FDA Warnings for Teva Acid Reflux Drug
Posted By The Carlson Law Firm || 1-Jul-2011
With facilities all over the world and $16.1 billion in revenue in 2010, Teva Pharmaceutical Industries is the world’s largest generic drug manufacturer. Headquartered in Israel, the pharmaceutical giant recently announced its acquisition of another global leader, the Fortune 1000 company Cephalon. Even with its growth and success, Teva has also had some controversy with which to contend. In April 2011, the U.S. Food and Drug Administration (FDA) issued a warning regarding Teva’s dissolvable generic version of Prevacid, a heartburn drug.
Early this spring, the federal regulators warned that the generic pharmaceutical manufacturer’s heartburn drug may clump and cause problems for patients using an oral syringe or feeding tube. The generic in question, lansoprazole, reportedly does not disintegrate in water as expected, and can stick to walls of syringes and feeding tubes. While Teva is voluntarily withdrawing the 15 mg and 30 mg versions of the oral disintegrating tablet (ODT) product, some stock may still remain in medical facilities, pharmacies or in patients’ possession.

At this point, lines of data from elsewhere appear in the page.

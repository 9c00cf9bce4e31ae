//! Staleness Cache Integration Tests
//!
//! Exercises the poll/invalid windows through the public facade against the
//! mock scheduler:
//! - reads within the poll interval make no scheduler calls
//! - a failed refresh inside the invalid timeout serves the old value
//! - a failed refresh past the invalid timeout (or with nothing cached) fails

use std::sync::Arc;
use std::thread;
use std::time::{Duration, Instant};

use lava_tools::mock::{FailureConfig, MockScheduler};
use lava_tools::{CachePolicy, ClientError, LavaTools, Operation, RetryPolicy, ToolsOptions};

fn tools(mock: &MockScheduler, poll: Duration, invalid: Duration, retries: u32) -> LavaTools {
    LavaTools::new(
        Arc::new(mock.clone()),
        ToolsOptions {
            retry: RetryPolicy::new(retries, Duration::ZERO),
            cache: CachePolicy::new(poll, invalid),
            refresh_interval: None,
            ..Default::default()
        },
    )
    .unwrap()
}

fn board_farm() -> MockScheduler {
    let mock = MockScheduler::with_devices(&[
        ("panda-01", "panda", "Good", &["wifi"]),
        ("panda-02", "panda", "Good", &["wifi", "usb"]),
    ]);
    mock.set_template("panda", "{% extends 'panda.jinja2' %}");
    mock
}

// === Cache Hits ===

#[test]
fn test_second_read_within_poll_interval_is_free() {
    let mock = board_farm();
    let tools = tools(&mock, Duration::from_secs(60), Duration::from_secs(120), 0);

    tools.device_list_cached().unwrap();
    tools.device_cached("panda-01").unwrap();
    tools.device_tags_cached("panda-01").unwrap();
    tools.device_type_template_cached("panda").unwrap();
    mock.reset_calls();

    tools.device_list_cached().unwrap();
    tools.device_cached("panda-01").unwrap();
    tools.device_tags_cached("panda-01").unwrap();
    tools.device_type_template_cached("panda").unwrap();

    for op in [
        Operation::ListDevices,
        Operation::ShowDevice,
        Operation::ListDeviceTags,
        Operation::DeviceTypeTemplate,
    ] {
        assert_eq!(mock.calls(op), 0, "{} should be served from cache", op);
    }
}

#[test]
fn test_cache_hit_is_fast_even_when_scheduler_is_slow() {
    let mock = board_farm();
    mock.inject_failure(
        Operation::ListDevices,
        FailureConfig::delay(Duration::from_millis(100)),
    );
    let tools = tools(&mock, Duration::from_secs(60), Duration::from_secs(120), 0);

    let start = Instant::now();
    tools.device_list_cached().unwrap();
    assert!(start.elapsed() >= Duration::from_millis(100));

    let start = Instant::now();
    tools.device_list_cached().unwrap();
    assert!(start.elapsed() < Duration::from_millis(50));
}

#[test]
fn test_stale_entry_is_refreshed() {
    let mock = board_farm();
    let tools = tools(&mock, Duration::from_millis(20), Duration::from_secs(60), 0);

    assert_eq!(tools.device_list_cached().unwrap().len(), 2);
    mock.add_device(
        lava_protocol::DeviceSummary::new("panda-03", "panda", "Good"),
        vec![],
    );
    // Still fresh: the new device is not visible yet
    assert_eq!(tools.device_list_cached().unwrap().len(), 2);

    thread::sleep(Duration::from_millis(40));
    assert_eq!(tools.device_list_cached().unwrap().len(), 3);
    assert_eq!(mock.calls(Operation::ListDevices), 2);
}

// === Stale-Tolerated Reads ===

#[test]
fn test_failed_refresh_within_invalid_timeout_serves_old_value() {
    let mock = board_farm();
    let tools = tools(&mock, Duration::from_millis(10), Duration::from_secs(60), 2);

    let before = tools.device_tags_cached("panda-02").unwrap();
    thread::sleep(Duration::from_millis(30));

    mock.set_tags("panda-02", &["hdmi"]);
    mock.inject_error(
        Operation::ListDeviceTags,
        ClientError::Transport("connection refused".to_string()),
    );

    let after = tools.device_tags_cached("panda-02").unwrap();
    assert_eq!(after, before);
    // One initial fetch plus three attempts for the failed refresh
    assert_eq!(mock.calls_for(Operation::ListDeviceTags, "panda-02"), 4);
}

#[test]
fn test_recovered_scheduler_replaces_stale_value() {
    let mock = board_farm();
    let tools = tools(&mock, Duration::from_millis(10), Duration::from_secs(60), 0);

    tools.device_tags_cached("panda-01").unwrap();
    thread::sleep(Duration::from_millis(30));
    mock.inject_error(
        Operation::ListDeviceTags,
        ClientError::Transport("connection refused".to_string()),
    );
    assert_eq!(
        tools.device_tags_cached("panda-01").unwrap(),
        vec!["wifi".to_string()]
    );

    mock.clear_failures();
    mock.set_tags("panda-01", &["wifi", "audio"]);
    assert_eq!(
        tools.device_tags_cached("panda-01").unwrap(),
        vec!["wifi".to_string(), "audio".to_string()]
    );
}

// === Hard Failures ===

#[test]
fn test_failure_with_nothing_cached_is_an_error() {
    let mock = board_farm();
    mock.inject_error(
        Operation::ListDevices,
        ClientError::Transport("no route to host".to_string()),
    );
    let tools = tools(&mock, Duration::from_secs(60), Duration::from_secs(120), 1);

    let err = tools.device_list_cached().unwrap_err();
    assert_eq!(err, ClientError::Transport("no route to host".to_string()));
    assert!(tools.cache().peek_device_list().is_none());
}

#[test]
fn test_failure_past_invalid_timeout_is_an_error() {
    let mock = board_farm();
    let tools = tools(&mock, Duration::from_millis(10), Duration::from_millis(30), 0);

    tools.device_type_template_cached("panda").unwrap();
    thread::sleep(Duration::from_millis(60));
    mock.inject_error(
        Operation::DeviceTypeTemplate,
        ClientError::Timeout(Duration::from_secs(30)),
    );

    let err = tools.device_type_template_cached("panda").unwrap_err();
    assert!(matches!(err, ClientError::Timeout(_)));

    // Once the scheduler answers again the entry is usable
    mock.clear_failures();
    assert!(tools.device_type_template_cached("panda").is_ok());
}

#[test]
fn test_empty_tag_list_is_cached() {
    let mock = MockScheduler::with_devices(&[("qemu-01", "qemu", "Good", &[])]);
    let tools = tools(&mock, Duration::from_secs(60), Duration::from_secs(120), 0);

    assert!(tools.device_tags_cached("qemu-01").unwrap().is_empty());
    assert!(tools.device_tags_cached("qemu-01").unwrap().is_empty());
    assert_eq!(mock.calls(Operation::ListDeviceTags), 1);
    assert!(tools.cache().peek_device_tags("qemu-01").is_some());
}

Problems with FDA warnings and recalls are not new to Teva. Last January, the regulatory watchdog issued warnings regarding the company’s Jerusalem production plant. In December 2009, the generic giant was issued a warning for its plant in Irvine, California. Some of the FDA concerns in 2009 related to inadequate testing of raw materials, failure to investigate study discrepancies and create corrective action plans, and failure to adequately test for contaminates. Earlier in 2009, the company was asked to recall Propofol, an anesthetic that has become widely associated with the untimely death of international superstar Michael Jackson.
The consequences of unsafe drugs in the marketplace can be dire. When medications don’t work as they should and cause harm, patients and their families can seek damages, which may include lost income, medical expenses, emotional distress, property damage and pain and suffering.
Generic medications are important because they make life-improving and life-saving drug therapies affordable and accessible; however competition and production costs may tempt drug manufacturers to cut corners. Pharmaceutical companies should realize that not complying with the FDA guidelines puts consumers at risk for harm and their companies at risk for losses.